Archive for the 'Nagios Plugins' Category

FOSDEM talk about Nagios::Plugin

It feels like it has been ages ago that I took to the stage to give the Lightning talk at FOSDEM about the Nagios Plugins. Actually, it was ages ago, I just never got round to sorting out the screencast of the presentation I gave. Well, now it is sorted and without further ado, you can grab the screencast and the example script from here. Warning, the movie is 35MB. But it’s worth it!

Synopsis: I talk about Nagios, the Plugins and how to create a cool (literally) plugin using the perl module Nagios::Plugin in under 8 minutes.

Update: Permissions on the example check_weather script were wrong, so couldn’t be downloaded. Sorry - I’ve fixed them now.

mysqlclient detection in Nagios Plugins

It’s a real pain writing configure scripts. Autoconf makes things easier, but it is really hard to autodetect software correctly.

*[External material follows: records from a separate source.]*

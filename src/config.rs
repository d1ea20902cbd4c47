//! Extractor settings
//!
//! The RPC endpoint comes from the command line or `RPC_URL` (a `.env` in
//! the working directory is honoured). Retry and timeout tuning lives in an
//! optional TOML file:
//!
//! ```toml
//! [rpc]
//! max_attempts = 5
//! backoff_base = 1.5
//! timeout_secs = 30
//! ```
//!
//! Created: 2026-02-10

use crate::rpc::client::{DEFAULT_BACKOFF_BASE, DEFAULT_MAX_ATTEMPTS};
use crate::rpc::RetryPolicy;
use anyhow::{bail, Context, Result};
use serde::Deserialize;
use std::path::Path;
use std::time::Duration;

#[derive(Debug, Clone, Default, Deserialize)]
pub struct ExtractorSettings {
    #[serde(default)]
    pub rpc: RpcSettings,
}

#[derive(Debug, Clone, Deserialize)]
pub struct RpcSettings {
    #[serde(default = "default_max_attempts")]
    pub max_attempts: u32,
    #[serde(default = "default_backoff_base")]
    pub backoff_base: f64,
    /// Per-request timeout; each binary has its own default
    #[serde(default)]
    pub timeout_secs: Option<u64>,
}

fn default_max_attempts() -> u32 { DEFAULT_MAX_ATTEMPTS }
fn default_backoff_base() -> f64 { DEFAULT_BACKOFF_BASE }

impl Default for RpcSettings {
    fn default() -> Self {
        Self {
            max_attempts: default_max_attempts(),
            backoff_base: default_backoff_base(),
            timeout_secs: None,
        }
    }
}

impl RpcSettings {
    pub fn retry_policy(&self) -> RetryPolicy {
        RetryPolicy::new(self.max_attempts, self.backoff_base)
    }

    pub fn timeout(&self, default: Duration) -> Duration {
        self.timeout_secs.map(Duration::from_secs).unwrap_or(default)
    }
}

impl ExtractorSettings {
    /// Defaults when no file is given
    pub fn load(path: Option<&Path>) -> Result<Self> {
        let Some(path) = path else {
            return Ok(Self::default());
        };

        let content = std::fs::read_to_string(path)
            .with_context(|| format!("Failed to read config file: {}", path.display()))?;
        let settings: Self = toml::from_str(&content)
            .with_context(|| format!("Failed to parse TOML configuration: {}", path.display()))?;

        if !(settings.rpc.backoff_base.is_finite() && settings.rpc.backoff_base >= 0.0) {
            bail!("rpc.backoff_base must be a non-negative number, got {}", settings.rpc.backoff_base);
        }
        Ok(settings)
    }
}

/// Load `.env` if present. Missing files are not an error.
pub fn load_dotenv() {
    dotenv::dotenv().ok();
}

/// Endpoint for display: scheme and host only, credentials and paths
/// (often API keys) are cut.
pub fn redact_url(url: &str) -> String {
    let (scheme, rest) = url.split_once("://").unwrap_or(("", url));
    let host = rest.split(['/', '?']).next().unwrap_or_default();
    let host = host.rsplit('@').next().unwrap_or(host);
    if scheme.is_empty() {
        host.to_string()
    } else {
        format!("{}://{}", scheme, host)
    }
}
//! Tracing setup shared by the binaries
//!
//! `RUST_LOG` selects the filter (default `info`). `LOG_FORMAT=json`
//! switches to one JSON object per event for log shipping.

use tracing_subscriber::{fmt, EnvFilter};

pub fn init_logging() {
    let filter = EnvFilter::try_from_default_env().unwrap_or_else(|_| EnvFilter::new("info"));
    let json = std::env::var("LOG_FORMAT").map_or(false, |v| v.eq_ignore_ascii_case("json"));

    if json {
        fmt().json().with_env_filter(filter).with_target(false).init();
    } else {
        fmt().with_env_filter(filter).with_target(false).init();
    }
}
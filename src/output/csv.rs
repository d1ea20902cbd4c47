//! Summary CSV
//!
//! One row per decoded backrun event in summary.csv. Written with a fixed
//! header, read back by the capture report.
//!
//! Created: 2026-02-10

use super::records::SummaryRow;
use anyhow::{bail, Context, Result};
use std::fs::{self, File, OpenOptions};
use std::io::{BufWriter, Write};
use std::path::{Path, PathBuf};

pub struct SummaryCsvWriter {
    path: PathBuf,
    out: BufWriter<File>,
    rows: u64,
}

impl SummaryCsvWriter {
    /// CSV headers matching `SummaryRow::fields`
    pub const HEADERS: &'static [&'static str] = &[
        "tx_hash",
        "block_number",
        "pool",
        "profit_raw",
        "profit_token",
        "tx_to",
        "tx_input_selector",
        "n_swaps_in_tx",
        "n_swaps_same_block_after",
        "n_swaps_next_3_blocks",
    ];

    /// Truncate `path` and write the header line
    pub fn create<P: AsRef<Path>>(path: P) -> Result<Self> {
        let path = path.as_ref().to_path_buf();
        let file = OpenOptions::new()
            .create(true)
            .write(true)
            .truncate(true)
            .open(&path)
            .with_context(|| format!("Failed to open summary CSV: {:?}", path))?;

        let mut out = BufWriter::new(file);
        writeln!(out, "{}", Self::HEADERS.join(","))?;

        Ok(Self { path, out, rows: 0 })
    }

    pub fn write(&mut self, row: &SummaryRow) -> Result<()> {
        let line = row
            .fields()
            .iter()
            .map(|f| escape_csv_field(f))
            .collect::<Vec<_>>()
            .join(",");
        writeln!(self.out, "{}", line).with_context(|| format!("Failed to write to {:?}", self.path))?;
        self.rows += 1;
        Ok(())
    }

    pub fn flush(&mut self) -> Result<()> {
        self.out
            .flush()
            .with_context(|| format!("Failed to flush {:?}", self.path))
    }

    pub fn rows(&self) -> u64 {
        self.rows
    }
}

/// Load summary.csv. The header must match `SummaryCsvWriter::HEADERS`.
pub fn read_summary<P: AsRef<Path>>(path: P) -> Result<Vec<SummaryRow>> {
    let path = path.as_ref();
    let content = fs::read_to_string(path).with_context(|| format!("Failed to read {:?}", path))?;
    let mut lines = content.lines();

    let header = lines.next().unwrap_or_default();
    if split_csv_line(header) != SummaryCsvWriter::HEADERS {
        bail!("Unexpected summary header in {:?}: {}", path, header);
    }

    let mut rows = Vec::new();
    for (n, line) in lines.enumerate() {
        if line.trim().is_empty() {
            continue;
        }
        let f = split_csv_line(line);
        if f.len() != SummaryCsvWriter::HEADERS.len() {
            bail!("{:?} row {}: expected {} fields, got {}", path, n + 2, SummaryCsvWriter::HEADERS.len(), f.len());
        }
        let count = |i: usize| -> Result<usize> {
            f[i].parse()
                .with_context(|| format!("{:?} row {}: bad count {:?}", path, n + 2, f[i]))
        };
        rows.push(SummaryRow {
            tx_hash: f[0].clone(),
            block_number: f[1]
                .parse()
                .with_context(|| format!("{:?} row {}: bad block number {:?}", path, n + 2, f[1]))?,
            pool: f[2].clone(),
            profit_raw: f[3].clone(),
            profit_token: f[4].clone(),
            tx_to: f[5].clone(),
            tx_input_selector: f[6].clone(),
            n_swaps_in_tx: count(7)?,
            n_swaps_same_block_after: count(8)?,
            n_swaps_next_3_blocks: count(9)?,
        });
    }

    Ok(rows)
}

/// Escape a CSV field that may contain special characters
fn escape_csv_field(field: &str) -> String {
    if field.contains(',') || field.contains('"') || field.contains('\n') {
        format!("\"{}\"", field.replace('"', "\"\""))
    } else {
        field.to_string()
    }
}

/// Inverse of `escape_csv_field` for a single line
fn split_csv_line(line: &str) -> Vec<String> {
    let mut fields = Vec::new();
    let mut cur = String::new();
    let mut quoted = false;
    let mut chars = line.chars().peekable();

    while let Some(c) = chars.next() {
        match c {
            '"' if quoted && chars.peek() == Some(&'"') => {
                cur.push('"');
                chars.next();
            }
            '"' => quoted = !quoted,
            ',' if !quoted => fields.push(std::mem::take(&mut cur)),
            _ => cur.push(c),
        }
    }
    fields.push(cur);
    fields
}

#[cfg(test)]
mod tests {
    use super::*;
    use std::env;

    fn row() -> SummaryRow {
        SummaryRow {
            tx_hash: "0xaa".to_string(),
            block_number: 19_000_000,
            pool: "0xpool".to_string(),
            profit_raw: "1000".to_string(),
            profit_token: "0xtoken".to_string(),
            tx_to: "".to_string(),
            tx_input_selector: "0x".to_string(),
            n_swaps_in_tx: 2,
            n_swaps_same_block_after: 0,
            n_swaps_next_3_blocks: 1,
        }
    }

    #[test]
    fn test_csv_escape() {
        assert_eq!(escape_csv_field("simple"), "simple");
        assert_eq!(escape_csv_field("has,comma"), "\"has,comma\"");
        assert_eq!(escape_csv_field("has\"quote"), "\"has\"\"quote\"");
        assert_eq!(split_csv_line("a,\"b,c\",\"d\"\"e\","), vec!["a", "b,c", "d\"e", ""]);
    }

    #[test]
    fn test_summary_written_and_read_back() {
        let dir = env::temp_dir().join("backrun_capture_csv_test");
        let _ = fs::remove_dir_all(&dir);
        fs::create_dir_all(&dir).unwrap();
        let path = dir.join("summary.csv");

        let mut w = SummaryCsvWriter::create(&path).unwrap();
        w.write(&row()).unwrap();
        w.flush().unwrap();
        assert_eq!(w.rows(), 1);
        drop(w);

        let content = fs::read_to_string(&path).unwrap();
        let mut lines = content.lines();
        assert_eq!(
            lines.next().unwrap(),
            "tx_hash,block_number,pool,profit_raw,profit_token,tx_to,tx_input_selector,n_swaps_in_tx,n_swaps_same_block_after,n_swaps_next_3_blocks"
        );
        assert_eq!(lines.next().unwrap(), "0xaa,19000000,0xpool,1000,0xtoken,,0x,2,0,1");

        let back = read_summary(&path).unwrap();
        assert_eq!(back, vec![row()]);

        let _ = fs::remove_dir_all(&dir);
    }

    #[test]
    fn test_read_rejects_wrong_header() {
        let dir = env::temp_dir().join("backrun_capture_csv_bad_header");
        let _ = fs::remove_dir_all(&dir);
        fs::create_dir_all(&dir).unwrap();
        let path = dir.join("summary.csv");
        fs::write(&path, "a,b,c\n1,2,3\n").unwrap();

        assert!(read_summary(&path).is_err());

        let _ = fs::remove_dir_all(&dir);
    }
}
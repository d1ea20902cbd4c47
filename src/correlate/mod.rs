//! Correlation Engine
//!
//! Purpose:
//!     Tie an origin event to the swaps on its pool found in three windows
//!     (same transaction, later in the same block, next three blocks).
//!
//! Created: 2026-02-10
//!
//! Architecture:
//!     window.rs   - window queries shared by both flows
//!     backrun.rs  - backrun flow: receipt → backrun events → windows → sink
//!     followup.rs - follow-up flow for one swap topic0, resumable
//!
//! Only the query client retries. Failures here are recorded per
//! transaction by the drivers and the batch continues.

pub mod backrun;
pub mod followup;
pub mod window;

pub use backrun::{BackrunCorrelator, RunStats, TxOutcome};
pub use followup::{FollowupCorrelator, FollowupStats};
pub use window::{Origin, NEXT_BLOCK_OFFSETS};
//! Block Metadata Cache
//!
//! Run-lifetime memo of block number → (number, timestamp). The same block
//! is typically referenced by several backrun events (origin block, and the
//! next-block window of neighbouring transactions), so each header is
//! fetched at most once per run. "Block not found" answers are cached too.
//! Entries are never invalidated: the extractor is a single-pass batch job.
//!
//! Created: 2026-02-10

use crate::rpc::{ChainReader, RpcError};
use crate::types::BlockMetadata;
use std::collections::HashMap;
use tracing::warn;

#[derive(Debug, Default)]
pub struct BlockCache {
    entries: HashMap<u64, Option<BlockMetadata>>,
    hits: u64,
    misses: u64,
}

impl BlockCache {
    pub fn new() -> Self {
        Self::default()
    }

    /// Cached metadata for `number`, fetching it on first use.
    /// Only successful answers are cached; RPC failures propagate.
    pub async fn resolve<R>(&mut self, reader: &R, number: u64) -> Result<Option<BlockMetadata>, RpcError>
    where
        R: ChainReader + ?Sized,
    {
        if let Some(entry) = self.entries.get(&number) {
            self.hits += 1;
            return Ok(*entry);
        }

        self.misses += 1;
        let meta = reader.block_header(number).await?.map(BlockMetadata::from);
        if meta.is_none() {
            warn!("Block {} not found, block time left empty", number);
        }
        self.entries.insert(number, meta);
        Ok(meta)
    }

    /// Formatted block time, empty when the block is unknown
    pub async fn block_time<R>(&mut self, reader: &R, number: u64) -> Result<String, RpcError>
    where
        R: ChainReader + ?Sized,
    {
        Ok(self
            .resolve(reader, number)
            .await?
            .map(|m| m.time_iso())
            .unwrap_or_default())
    }

    pub fn len(&self) -> usize {
        self.entries.len()
    }

    pub fn is_empty(&self) -> bool {
        self.entries.is_empty()
    }

    pub fn hits(&self) -> u64 {
        self.hits
    }

    pub fn misses(&self) -> u64 {
        self.misses
    }
}

#[cfg(test)]
mod tests {
    use super::*;
    use crate::testing::MockChain;

    #[tokio::test]
    async fn test_fetches_each_block_once() {
        let chain = MockChain::new().with_block(100, 1_700_000_000);
        let mut cache = BlockCache::new();

        let first = cache.resolve(&chain, 100).await.unwrap();
        let second = cache.resolve(&chain, 100).await.unwrap();

        assert_eq!(first, second);
        assert_eq!(first.unwrap().timestamp, 1_700_000_000);
        assert_eq!(chain.calls_to("eth_getBlockByNumber"), 1);
        assert_eq!((cache.hits(), cache.misses()), (1, 1));
    }

    #[tokio::test]
    async fn test_missing_block_is_cached_and_formats_empty() {
        let chain = MockChain::new();
        let mut cache = BlockCache::new();

        assert_eq!(cache.block_time(&chain, 7).await.unwrap(), "");
        assert_eq!(cache.block_time(&chain, 7).await.unwrap(), "");
        assert_eq!(chain.calls_to("eth_getBlockByNumber"), 1);
        assert_eq!(cache.len(), 1);
    }
}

The plugins are particularly onerous because usually a single executable, say check_ldap, has requirements that no other plugin has.

Lately, I’ve been trying to work out what’s the best way of detecting mysqlclient. For pre-1.4.7, we used mysql_config to gives us the list of necessary libraries at compile time. On my Debian server, mysql_config --libs says: -L/usr/lib -lmysqlclient -lz -lcrypt -lnsl -lm. This was a much better way than trying to manually work out all the various libraries required. So configure said: “if mysql_config exists, compile check_mysql”.

Good, eh? Nope.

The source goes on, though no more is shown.